Using Git is another example of a practice that is widely used by software engineers but less used by data teams.
And as with many of these practices, fortunately this situation is changing as the Data Engineering approach and dbt becomes a defacto standard tool.
Git is a source code management system. Developers will check their source code base into a centralised Git repository, and then continually check in changes as their project evolves. At any time, new developers can check out the code and begin contributing to the same codebase in parrallel. Git will help to merge the code of multiple developers and can help the development workflow by indicating who made which change.
Branches allow us to take a copy of the code tree, and work on it independent of the mainline. The developer would make their change on the branch, test it and then merge it back into the mainline when it is ready. This keeps the mainline healthy and stable even whilst features are being developed.
A common pattern is to cfeate a branch for each new feature that is developed, and then merge back into the mainline a feature at a time.

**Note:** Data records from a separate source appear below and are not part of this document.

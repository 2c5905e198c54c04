//! 요청 타임아웃 미들웨어
//!
//! 모든 요청의 처리 시간을 제한합니다. 다운스트림 처리와 타이머가
//! 경쟁하며, 타이머가 먼저 끝나면 클라이언트는 408 엔벨로프 응답을
//! 받습니다. 이미 진행 중이던 작업의 부수 효과(저장소 변경 등)는
//! 되돌리지 않습니다 — 타임아웃 응답 이후에도 저장은 완료될 수 있습니다.

use std::future::{Ready, ready};
use std::rc::Rc;
use std::time::Duration;

use actix_web::body::EitherBody;
use actix_web::dev::{Service, ServiceRequest, ServiceResponse, Transform, forward_ready};
use actix_web::{Error, HttpResponse};
use futures_util::future::LocalBoxFuture;

use crate::config::ServerConfig;
use crate::domain::dto::response::ResponseModel;

/// 요청 타임아웃 미들웨어
pub struct TimeoutMiddleware {
    timeout: Duration,
}

impl TimeoutMiddleware {
    /// 지정한 제한 시간으로 미들웨어를 생성합니다.
    pub fn new(timeout: Duration) -> Self {
        Self { timeout }
    }

    /// 설정값(`REQUEST_TIMEOUT_SECONDS`, 기본 10초)으로 미들웨어를 생성합니다.
    pub fn from_config() -> Self {
        Self::new(Duration::from_secs(ServerConfig::request_timeout_secs()))
    }
}

impl<S, B> Transform<S, ServiceRequest> for TimeoutMiddleware
where
    S: Service<ServiceRequest, Response = ServiceResponse<B>, Error = Error> + 'static,
    S::Future: 'static,
    B: 'static,
{
    type Response = ServiceResponse<EitherBody<B>>;
    type Error = Error;
    type Transform = TimeoutMiddlewareService<S>;
    type InitError = ();
    type Future = Ready<Result<Self::Transform, Self::InitError>>;

    fn new_transform(&self, service: S) -> Self::Future {
        ready(Ok(TimeoutMiddlewareService {
            service: Rc::new(service),
            timeout: self.timeout,
        }))
    }
}

/// 실제 타임아웃 경쟁을 수행하는 서비스
pub struct TimeoutMiddlewareService<S> {
    service: Rc<S>,
    timeout: Duration,
}

impl<S, B> Service<ServiceRequest> for TimeoutMiddlewareService<S>
where
    S: Service<ServiceRequest, Response = ServiceResponse<B>, Error = Error> + 'static,
    S::Future: 'static,
    B: 'static,
{
    type Response = ServiceResponse<EitherBody<B>>;
    type Error = Error;
    type Future = LocalBoxFuture<'static, actix_web::Result<Self::Response, Self::Error>>;

    forward_ready!(service);

    fn call(&self, req: ServiceRequest) -> Self::Future {
        let service = self.service.clone();
        let timeout = self.timeout;

        // 타임아웃 응답 생성에 필요하므로 요청 핸들을 미리 복제해 둔다
        let http_req = req.request().clone();

        Box::pin(async move {
            match actix_web::rt::time::timeout(timeout, service.call(req)).await {
                Ok(result) => Ok(result?.map_into_left_body()),
                Err(_) => {
                    log::warn!("요청 시간 초과: {} {}", http_req.method(), http_req.path());

                    let response = HttpResponse::RequestTimeout().json(ResponseModel::error(
                        "요청 시간이 초과되었습니다. 잠시 후 다시 시도해주세요",
                    ));
                    Ok(ServiceResponse::new(http_req, response).map_into_right_body())
                }
            }
        })
    }
}

#[cfg(test)]
mod tests {
    use super::*;
    use actix_web::http::StatusCode;
    use actix_web::{App, test, web};

    async fn slow_handler() -> HttpResponse {
        actix_web::rt::time::sleep(Duration::from_millis(300)).await;
        HttpResponse::Ok().finish()
    }

    async fn fast_handler() -> HttpResponse {
        HttpResponse::Ok().finish()
    }

    #[actix_web::test]
    async fn test_slow_request_times_out_with_408() {
        let app = test::init_service(
            App::new()
                .wrap(TimeoutMiddleware::new(Duration::from_millis(50)))
                .route("/slow", web::get().to(slow_handler)),
        )
        .await;

        let req = test::TestRequest::get().uri("/slow").to_request();
        let res = test::call_service(&app, req).await;

        assert_eq!(res.status(), StatusCode::REQUEST_TIMEOUT);

        let body: serde_json::Value = test::read_body_json(res).await;
        assert_eq!(body["success"], false);
    }

    #[actix_web::test]
    async fn test_fast_request_passes_through() {
        let app = test::init_service(
            App::new()
                .wrap(TimeoutMiddleware::new(Duration::from_millis(50)))
                .route("/fast", web::get().to(fast_handler)),
        )
        .await;

        let req = test::TestRequest::get().uri("/fast").to_request();
        let res = test::call_service(&app, req).await;

        assert_eq!(res.status(), StatusCode::OK);
    }
}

Pull requests can be used to facilitate code review, whereby the owner of the mainline branch can review the merge before accepting it.
When data engineering teams use dbt, this practice can be extended directly into the Data Engineering Workflow.
Data Teams can have our mainline of dbt code which is deployed to production.
When a change or new feature is developed, Data Engineers can then branch the code, implement their change and test their fix against the same dataset.
If the code produces the correct data, it can then be merged back into the mainline, perhaps using a Pull Request, where production will be updated using the merged codebase.
There are a few things which we have to do consider when using branches for Data Engineering.
dbt allows us to create different profiles and different targets that represent all of our databases. We need to develop a system whereby different branches are deployed into different targets in a predictable way. Without this, different branches could be overwriting each other and our database could end up in an unpredictable state.
One of the main advantages of branches is how they allow developers to work concurrently. If databases are shared between developers, we could also have a challenge where developers overwrite each others changes and leave the database in an unpredictable state. To avoid this, giving developers their own database to work within could help.
One of the challenges of branching in the Data World is that we may need to store and manipulate a lot of data.
The ideal situation is that each developer and each branch gets their own copy of the production data so they are working on production realistic datasets.
The challenge is that we then have significant amounts of data to store and manage, and potentially some information security challenges if we allow the production data to proliferate.
Moden databases such as Snowflake can help to solve some of these challenges using Zero Copy Clones, which allow us to create multiple copies of the data without.
Git branches and pull requests have a definite role to play in a modern development workflow for data teams.